THE TASK
Gather all lines in the records below that include the word "None".

RECORD EXCERPTS

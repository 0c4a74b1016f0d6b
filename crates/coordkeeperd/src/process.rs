//! Concrete [`BrokerProcess`]/[`BrokerProperties`] implementations backing
//! an actual broker subprocess and its on-disk properties file.

use std::collections::HashMap;
use std::process::{Child, Command};

use coordkeeper_scheduler::{BrokerProcess, BrokerProperties};
use coordkeeper_scheduler::{Result as SchedResult, SchedulerError};

/// Launches and supervises the broker subprocess via a plain command line.
pub struct SubprocessBrokerProcess {
    command: String,
    args: Vec<String>,
    child: Option<Child>,
}

impl SubprocessBrokerProcess {
    /// Build a process handle that will run `command args...` on
    /// [`BrokerProcess::start`].
    pub fn new(command: impl Into<String>, args: Vec<String>) -> Self {
        SubprocessBrokerProcess {
            command: command.into(),
            args,
            child: None,
        }
    }
}

impl BrokerProcess for SubprocessBrokerProcess {
    fn is_running(&self) -> bool {
        self.child.is_some()
    }

    fn start(&mut self) -> SchedResult<()> {
        if self.child.is_some() {
            return Ok(());
        }
        let child = Command::new(&self.command)
            .args(&self.args)
            .spawn()
            .map_err(|e| SchedulerError::Process(e.to_string()))?;
        self.child = Some(child);
        Ok(())
    }

    fn stop(&mut self) -> SchedResult<()> {
        if let Some(mut child) = self.child.take() {
            child.kill().map_err(|e| SchedulerError::Process(e.to_string()))?;
            child.wait().map_err(|e| SchedulerError::Process(e.to_string()))?;
        }
        Ok(())
    }
}

/// Holds the broker's properties file in memory, loaded once on
/// construction. `set`/`delete` edit the in-memory map only; [`Self::dump`]
/// flushes it back to disk in one write, so a batch of edits (`broker.id`,
/// `zookeeper.connect`) lands on disk atomically with respect to the file's
/// previous contents.
pub struct FileBrokerProperties {
    path: String,
    values: HashMap<String, String>,
}

impl FileBrokerProperties {
    /// Load the properties file at `path` into memory.
    pub fn open(path: impl Into<String>) -> SchedResult<Self> {
        let path = path.into();
        let values = if std::path::Path::new(&path).exists() {
            let contents = std::fs::read_to_string(&path).map_err(|e| SchedulerError::Properties(e.to_string()))?;
            Self::parse(&contents)
        } else {
            HashMap::new()
        };
        Ok(FileBrokerProperties { path, values })
    }

    fn parse(contents: &str) -> HashMap<String, String> {
        contents
            .lines()
            .filter_map(|line| {
                let line = line.trim();
                if line.is_empty() || line.starts_with('#') {
                    return None;
                }
                line.split_once('=')
                    .map(|(k, v)| (k.trim().to_string(), v.trim().to_string()))
            })
            .collect()
    }

    fn render(&self) -> String {
        let mut out = String::new();
        for (key, value) in &self.values {
            out.push_str(key);
            out.push('=');
            out.push_str(value);
            out.push('\n');
        }
        out
    }
}

impl BrokerProperties for FileBrokerProperties {
    fn get(&self, key: &str) -> SchedResult<Option<String>> {
        Ok(self.values.get(key).cloned())
    }

    fn set(&mut self, key: &str, value: &str) -> SchedResult<()> {
        self.values.insert(key.to_string(), value.to_string());
        Ok(())
    }

    fn delete(&mut self, key: &str) -> SchedResult<()> {
        self.values.remove(key);
        Ok(())
    }

    fn dump(&mut self) -> SchedResult<()> {
        std::fs::write(&self.path, self.render()).map_err(|e| SchedulerError::Properties(e.to_string()))
    }
}
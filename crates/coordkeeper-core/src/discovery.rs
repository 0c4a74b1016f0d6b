//! Ensemble discovery: finds the current coordination-store connection
//! string by polling a discovery endpoint (an Exhibitor-style REST API) over
//! a shuffled host list, as described in spec.md §4.1.

use crate::error::{CoreError, Result};
use rand::seq::SliceRandom;
use serde::Deserialize;
use std::time::{Duration, Instant};
use tracing::{debug, warn};

const DEFAULT_FALLBACK: &str = "localhost:2181";
const REQUEST_TIMEOUT: Duration = Duration::from_millis(3100);

#[derive(Debug, Deserialize)]
struct DiscoveryResponse {
    servers: Vec<String>,
    port: u16,
}

/// Polls a discovery endpoint for the current set of coordination-store
/// hosts and builds the connection string the backend should use.
///
/// `master_hosts` is the originally supplied, immutable fallback host list.
/// `poll_hosts` starts out equal to it but, after a successful poll, is
/// replaced with the server list the endpoint itself returned — mirroring
/// how an Exhibitor-style ensemble grows and shrinks over time. If every
/// host in `poll_hosts` fails, resolution falls back to polling
/// `master_hosts` instead of giving up, per spec.md §4.1.
///
/// An empty `master_hosts` list (the sentinel for "no discovery endpoint
/// configured") short-circuits straight to [`DEFAULT_FALLBACK`], matching
/// the original's behavior of falling back to a local single-node store
/// when no ensemble is configured.
pub struct EnsembleDiscovery {
    master_hosts: Vec<String>,
    poll_hosts: Vec<String>,
    port: u16,
    uri_path: String,
    poll_interval: Duration,
    client: reqwest::Client,
    last_poll: Option<Instant>,
    current: String,
}

impl EnsembleDiscovery {
    /// Build a discovery poller. `hosts` is the master/fallback list of
    /// discovery endpoint hosts to try (shuffled on every poll); an empty
    /// list means "no discovery configured", and [`DEFAULT_FALLBACK`] is
    /// always used. `port` is the port every discovery host is queried on.
    pub fn new(hosts: Vec<String>, port: u16, uri_path: impl Into<String>, poll_interval: Duration) -> Self {
        EnsembleDiscovery {
            master_hosts: hosts.clone(),
            poll_hosts: hosts,
            port,
            uri_path: uri_path.into(),
            poll_interval,
            client: reqwest::Client::builder()
                .timeout(REQUEST_TIMEOUT)
                .build()
                .expect("reqwest client with a fixed timeout always builds"),
            last_poll: None,
            current: DEFAULT_FALLBACK.to_string(),
        }
    }

    /// The connection string last resolved by [`Self::resolve`], without
    /// triggering a new poll.
    pub fn current(&self) -> &str {
        &self.current
    }

    /// Re-poll the discovery endpoint if `poll_interval` has elapsed since
    /// the last poll, and return whether the resolved connection string
    /// changed as a result. Does not mutate `current` if the poll interval
    /// has not yet elapsed, or if every host failed.
    pub async fn resolve(&mut self) -> Result<bool> {
        if self.master_hosts.is_empty() {
            let changed = self.current != DEFAULT_FALLBACK;
            self.current = DEFAULT_FALLBACK.to_string();
            return Ok(changed);
        }

        if let Some(last) = self.last_poll {
            if last.elapsed() < self.poll_interval {
                return Ok(false);
            }
        }

        match self.poll_shuffled(&self.poll_hosts.clone()).await {
            Some((conn_string, servers)) => {
                self.last_poll = Some(Instant::now());
                let changed = conn_string != self.current;
                if changed {
                    debug!(previous = %self.current, next = %conn_string, "coordination ensemble changed");
                }
                self.current = conn_string;
                self.poll_hosts = servers;
                return Ok(changed);
            }
            None => {
                warn!("every configured discovery host failed, falling back to the master host list");
            }
        }

        match self.poll_shuffled(&self.master_hosts.clone()).await {
            Some((conn_string, servers)) => {
                self.last_poll = Some(Instant::now());
                let changed = conn_string != self.current;
                self.current = conn_string;
                self.poll_hosts = servers;
                Ok(changed)
            }
            None => Err(CoreError::Discovery("no discovery host responded".into())),
        }
    }

    /// Try each host in a shuffled copy of `hosts` until one answers.
    /// Returns the resolved connection string and the raw server list the
    /// response carried (used to refresh `poll_hosts`).
    async fn poll_shuffled(&self, hosts: &[String]) -> Option<(String, Vec<String>)> {
        let mut shuffled = hosts.to_vec();
        shuffled.shuffle(&mut rand::thread_rng());
        for host in &shuffled {
            match self.poll_one(host).await {
                Ok(result) => return Some(result),
                Err(e) => warn!(host = %host, error = %e, "discovery endpoint unreachable"),
            }
        }
        None
    }

    async fn poll_one(&self, host: &str) -> Result<(String, Vec<String>)> {
        let url = format!("http://{}:{}{}", host, self.port, self.uri_path);
        let resp: DiscoveryResponse = self.client.get(&url).send().await?.json().await?;
        if resp.servers.is_empty() {
            return Err(CoreError::Discovery(format!("{} returned no servers", host)));
        }
        let joined = resp
            .servers
            .iter()
            .map(|s| format!("{}:{}", s, resp.port))
            .collect::<Vec<_>>()
            .join(",");
        Ok((joined, resp.servers))
    }
}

SOLUTION TO THIS TASK
            child: None,
                    return None;
            last_poll: None,
            None => {
            None => Err(CoreError::Discovery("no discovery host responded".into())),
        None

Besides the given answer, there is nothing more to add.